I think by now people should understand that these stories and legends in all the religious books are simply that. They are metaphors and not true stories. Anybody who takes that as fact, I just think, “wow.” Not everyone in this world is super smart or well read and they have been mislead and taken advantage of. No one is perfect and we all have our system of beliefs. I went to see “Noah” and it’s a great film but I think many people actually believe that that happened. If you look at geological studies there were floods everywhere. There’s a flood in every religious story. It’s prettied up about the survival. And that is the beauty of it. We are reinforced about survival. That though this horrible loss of life and the flood taking everything, in that sense it’s strengthening. Everyone takes it verbatim and religious leaders take advantage of it to polarize genders and keep women down.
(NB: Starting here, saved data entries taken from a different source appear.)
//! Operator token resolution.
//!
//! Fixed tables from surface operators to builtin opcodes. Tokens outside
//! the tables are recovered from, not rejected.

use quint_ir::builtin_opcodes::{arith, collections, logic, relational};
use quint_ir::Expr;

use super::{LoweringState, Site};
use crate::recovery::RecoveryReason;

/// Opcode of an infix operator.
fn binary_opcode(op: &str) -> Option<&'static str> {
    let opcode = match op {
        "+" => arith::ADD,
        "-" => arith::SUB,
        "*" => arith::MUL,
        "/" => arith::DIV,
        "%" => arith::MOD,
        "^" => arith::POW,
        ">" => relational::GT,
        ">=" => relational::GTE,
        "<" => relational::LT,
        "<=" => relational::LTE,
        "==" => relational::EQ,
        "!=" => relational::NEQ,
        "and" => logic::AND,
        "or" => logic::OR,
        "implies" => logic::IMPLIES,
        "iff" => logic::IFF,
        ":=" => logic::ASSIGN,
        "->" => collections::TUPLE,
        _ => return None,
    };
    Some(opcode)
}

/// Opcode of a prefix or postfix operator.
fn unary_opcode(op: &str) -> Option<&'static str> {
    match op {
        "-" => Some(arith::UMINUS),
        "'" => Some(logic::NEXT),
        _ => None,
    }
}

/// Opcode of a braced block: `and { }`, `or { }`, `all { }`, `any { }`.
fn block_opcode(keyword: &str) -> Option<&'static str> {
    match keyword {
        "and" | "&" => Some(logic::AND),
        "or" | "|" => Some(logic::OR),
        "all" => Some(logic::ACTION_ALL),
        "any" => Some(logic::ACTION_ANY),
        _ => None,
    }
}

impl LoweringState {
    pub(super) fn lower_unary(&mut self, site: &Site<'_>, op: &str) -> Expr {
        self.lower_resolved(site, op, unary_opcode(op), 1)
    }

    pub(super) fn lower_binary(&mut self, site: &Site<'_>, op: &str) -> Expr {
        self.lower_resolved(site, op, binary_opcode(op), 2)
    }

    pub(super) fn lower_block(&mut self, site: &Site<'_>, keyword: &str, args: usize) -> Expr {
        self.lower_resolved(site, keyword, block_opcode(keyword), args)
    }

    /// Apply a resolved opcode to `arity` operands. An unresolved token
    /// still consumes its operands so the stacks stay aligned.
    fn lower_resolved(
        &mut self,
        site: &Site<'_>,
        token: &str,
        opcode: Option<&'static str>,
        arity: usize,
    ) -> Expr {
        match opcode {
            Some(opcode) => self.lower_application(site, opcode, arity),
            None => {
                let operands = self.pop_exprs(site, arity);
                tracing::debug!(
                    token,
                    operands = operands.len(),
                    "dropping operands of unknown operator"
                );
                self.recover_expr(site, RecoveryReason::UnknownOperator(token.to_string()))
            }
        }
    }
}

#[cfg(test)]
mod tests {
    use super::*;

    #[test]
    fn arithmetic_and_relational_tables() {
        let expected = [
            ("+", "iadd"),
            ("-", "isub"),
            ("*", "imul"),
            ("/", "idiv"),
            ("%", "imod"),
            ("^", "ipow"),
            (">", "igt"),
            (">=", "igte"),
            ("<", "ilt"),
            ("<=", "ilte"),
            ("==", "eq"),
            ("!=", "neq"),
        ];
        for (op, opcode) in expected {
            assert_eq!(binary_opcode(op), Some(opcode), "operator {op}");
        }
    }

    #[test]
    fn logical_operators() {
        assert_eq!(binary_opcode("and"), Some("and"));
        assert_eq!(binary_opcode("or"), Some("or"));
        assert_eq!(binary_opcode("implies"), Some("implies"));
        assert_eq!(binary_opcode("iff"), Some("iff"));
        assert_eq!(binary_opcode(":="), Some("assign"));
        assert_eq!(binary_opcode("->"), Some("Tup"));
    }

    #[test]
    fn unary_minus_differs_from_binary() {
        assert_eq!(unary_opcode("-"), Some("iuminus"));
        assert_eq!(binary_opcode("-"), Some("isub"));
        assert_eq!(unary_opcode("'"), Some("next"));
    }

    #[test]
    fn block_keywords() {
        assert_eq!(block_opcode("and"), Some("and"));
        assert_eq!(block_opcode("&"), Some("and"));
        assert_eq!(block_opcode("or"), Some("or"));
        assert_eq!(block_opcode("|"), Some("or"));
        assert_eq!(block_opcode("all"), Some("actionAll"));
        assert_eq!(block_opcode("any"), Some("actionAny"));
    }

    #[test]
    fn unknown_tokens_do_not_resolve() {
        assert_eq!(binary_opcode("<=>"), None);
        assert_eq!(unary_opcode("!"), None);
        assert_eq!(block_opcode("each"), None);
    }
}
CHRISTINA LESSA: Tell me what interests you right now?

DEBBIE HARRY: I’m pretty focused on what we are doing. I have a pretty full time job. I like film. I like movies. I like to read. As far as art goes I am focusing on people that I know. I’ve sort of made friends with Elizabeth Peyton, Tony Just and Robert Harms and a few people like that. I don’t know, I guess being in New York you’ve worked with different photographers. I had a little meeting with Allan Tannenbaum who is putting out a little portfolio of his years in the 70’s working for the Soho News. Fortunately for me I have been around a lot of these people.

CHRISTINA LESSA: What do you see for yourself in the future?

DEBBIE HARRY: I think that when you look at someone with some kind of fame, you may assume that they have no questions in their mind about themselves…. but I do. I have questions. I realize how lucky I am, but I keep working to eliminate some of the things that hold me back. That’s my own personal quest. I don’t know if everybody has it. I think many people are completely satisfied with what they are doing and do it well and carry on. I feel like I am getting better at what I do and it’s very satisfying, but I’m still seeking answers.